# [Work required]
Each entry here is to be restated word for word.

◇ ◇ ◇ ◇

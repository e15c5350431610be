//! Command definitions for the eyebreak CLI.
//!
//! Uses clap derive macro for argument parsing.

use std::path::PathBuf;

use clap::{Args, Parser, Subcommand};

use crate::types::SchedulePreset;

// ============================================================================
// CLI Structure
// ============================================================================

/// eyebreak - enforced visual-rest breaks for Linux desktops
#[derive(Parser, Debug)]
#[command(
    name = "eyebreak",
    version,
    about = "Alternates work intervals with full-screen break overlays on every monitor",
    long_about = "A personal break reminder. During a break, every connected monitor is \
                  covered by an unclosable, semi-transparent overlay with a countdown, \
                  forcing your eyes off the screen. Unlocking the screen restarts the \
                  work timer, so you never get a break right after sitting down.",
    propagate_version = true
)]
pub struct Cli {
    /// Subcommand to execute
    #[command(subcommand)]
    pub command: Option<Commands>,

    /// Enable verbose output for debugging
    #[arg(short, long, global = true)]
    pub verbose: bool,
}

// ============================================================================
// Subcommands
// ============================================================================

/// Available subcommands
#[derive(Subcommand, Debug, Clone)]
pub enum Commands {
    /// Start the work/break cycle
    Run(RunArgs),

    /// List detected monitors and their geometries
    Monitors,

    /// Generate shell completion scripts
    Completions {
        /// Shell type for completion script
        #[arg(value_enum)]
        shell: clap_complete::Shell,
    },
}

// ============================================================================
// Run Command Arguments
// ============================================================================

/// Arguments for the run command
#[derive(Args, Debug, Clone, Default)]
pub struct RunArgs {
    /// Quick smoke mode: 5 seconds of work, 5 seconds of break
    #[arg(short, long, conflicts_with = "twenty")]
    pub test: bool,

    /// The 20-20-20 rule: 20 minutes of work, 20 seconds of break
    #[arg(long = "twenty", alias = "20-20-20", conflicts_with = "test")]
    pub twenty: bool,

    /// Work interval in seconds (overrides presets and config file)
    #[arg(
        short,
        long,
        value_parser = clap::value_parser!(u64).range(5..=14_400)
    )]
    pub work_secs: Option<u64>,

    /// Break interval in seconds (overrides presets and config file)
    #[arg(
        short,
        long,
        value_parser = clap::value_parser!(u64).range(5..=3_600)
    )]
    pub break_secs: Option<u64>,

    /// Disable screen-unlock detection
    #[arg(long)]
    pub no_lock_watch: bool,

    /// Lock poll interval in seconds
    #[arg(long, value_parser = clap::value_parser!(u64).range(1..=300))]
    pub poll_secs: Option<u64>,

    /// Use an alternate config file
    #[arg(long, value_name = "PATH")]
    pub config: Option<PathBuf>,
}

impl RunArgs {
    /// Returns the preset selected by flags, if any.
    pub fn preset(&self) -> Option<SchedulePreset> {
        if self.test {
            Some(SchedulePreset::Test)
        } else if self.twenty {
            Some(SchedulePreset::TwentyTwentyTwenty)
        } else {
            None
        }
    }
}

// ============================================================================
// Tests
// ============================================================================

◇ ◇ ◇ ◇

# [Response to the task]
repository e15c5350431610be
//! Command definitions for the eyebreak CLI.
//!
//! Uses clap derive macro for argument parsing.

use std::path::PathBuf;

use clap::{Args, Parser, Subcommand};

use crate::types::SchedulePreset;

// ============================================================================
// CLI Structure
// ============================================================================

/// eyebreak - enforced visual-rest breaks for Linux desktops
#[derive(Parser, Debug)]
#[command(
    name = "eyebreak",
    version,
    about = "Alternates work intervals with full-screen break overlays on every monitor",
    long_about = "A personal break reminder. During a break, every connected monitor is \
                  covered by an unclosable, semi-transparent overlay with a countdown, \
                  forcing your eyes off the screen. Unlocking the screen restarts the \
                  work timer, so you never get a break right after sitting down.",
    propagate_version = true
)]
pub struct Cli {
    /// Subcommand to execute
    #[command(subcommand)]
    pub command: Option<Commands>,

    /// Enable verbose output for debugging
    #[arg(short, long, global = true)]
    pub verbose: bool,
}

// ============================================================================
// Subcommands
// ============================================================================

/// Available subcommands
#[derive(Subcommand, Debug, Clone)]
pub enum Commands {
    /// Start the work/break cycle
    Run(RunArgs),

    /// List detected monitors and their geometries
    Monitors,

    /// Generate shell completion scripts
    Completions {
        /// Shell type for completion script
        #[arg(value_enum)]
        shell: clap_complete::Shell,
    },
}

// ============================================================================
// Run Command Arguments
// ============================================================================

/// Arguments for the run command
#[derive(Args, Debug, Clone, Default)]
pub struct RunArgs {
    /// Quick smoke mode: 5 seconds of work, 5 seconds of break
    #[arg(short, long, conflicts_with = "twenty")]
    pub test: bool,

    /// The 20-20-20 rule: 20 minutes of work, 20 seconds of break
    #[arg(long = "twenty", alias = "20-20-20", conflicts_with = "test")]
    pub twenty: bool,

    /// Work interval in seconds (overrides presets and config file)
    #[arg(
        short,
        long,
        value_parser = clap::value_parser!(u64).range(5..=14_400)
    )]
    pub work_secs: Option<u64>,

    /// Break interval in seconds (overrides presets and config file)
    #[arg(
        short,
        long,
        value_parser = clap::value_parser!(u64).range(5..=3_600)
    )]
    pub break_secs: Option<u64>,

    /// Disable screen-unlock detection
    #[arg(long)]
    pub no_lock_watch: bool,

    /// Lock poll interval in seconds
    #[arg(long, value_parser = clap::value_parser!(u64).range(1..=300))]
    pub poll_secs: Option<u64>,

    /// Use an alternate config file
    #[arg(long, value_name = "PATH")]
    pub config: Option<PathBuf>,
}

impl RunArgs {
    /// Returns the preset selected by flags, if any.
    pub fn preset(&self) -> Option<SchedulePreset> {
        if self.test {
            Some(SchedulePreset::Test)
        } else if self.twenty {
            Some(SchedulePreset::TwentyTwentyTwenty)
        } else {
            None
        }
    }
}

// ============================================================================
// Tests
// ============================================================================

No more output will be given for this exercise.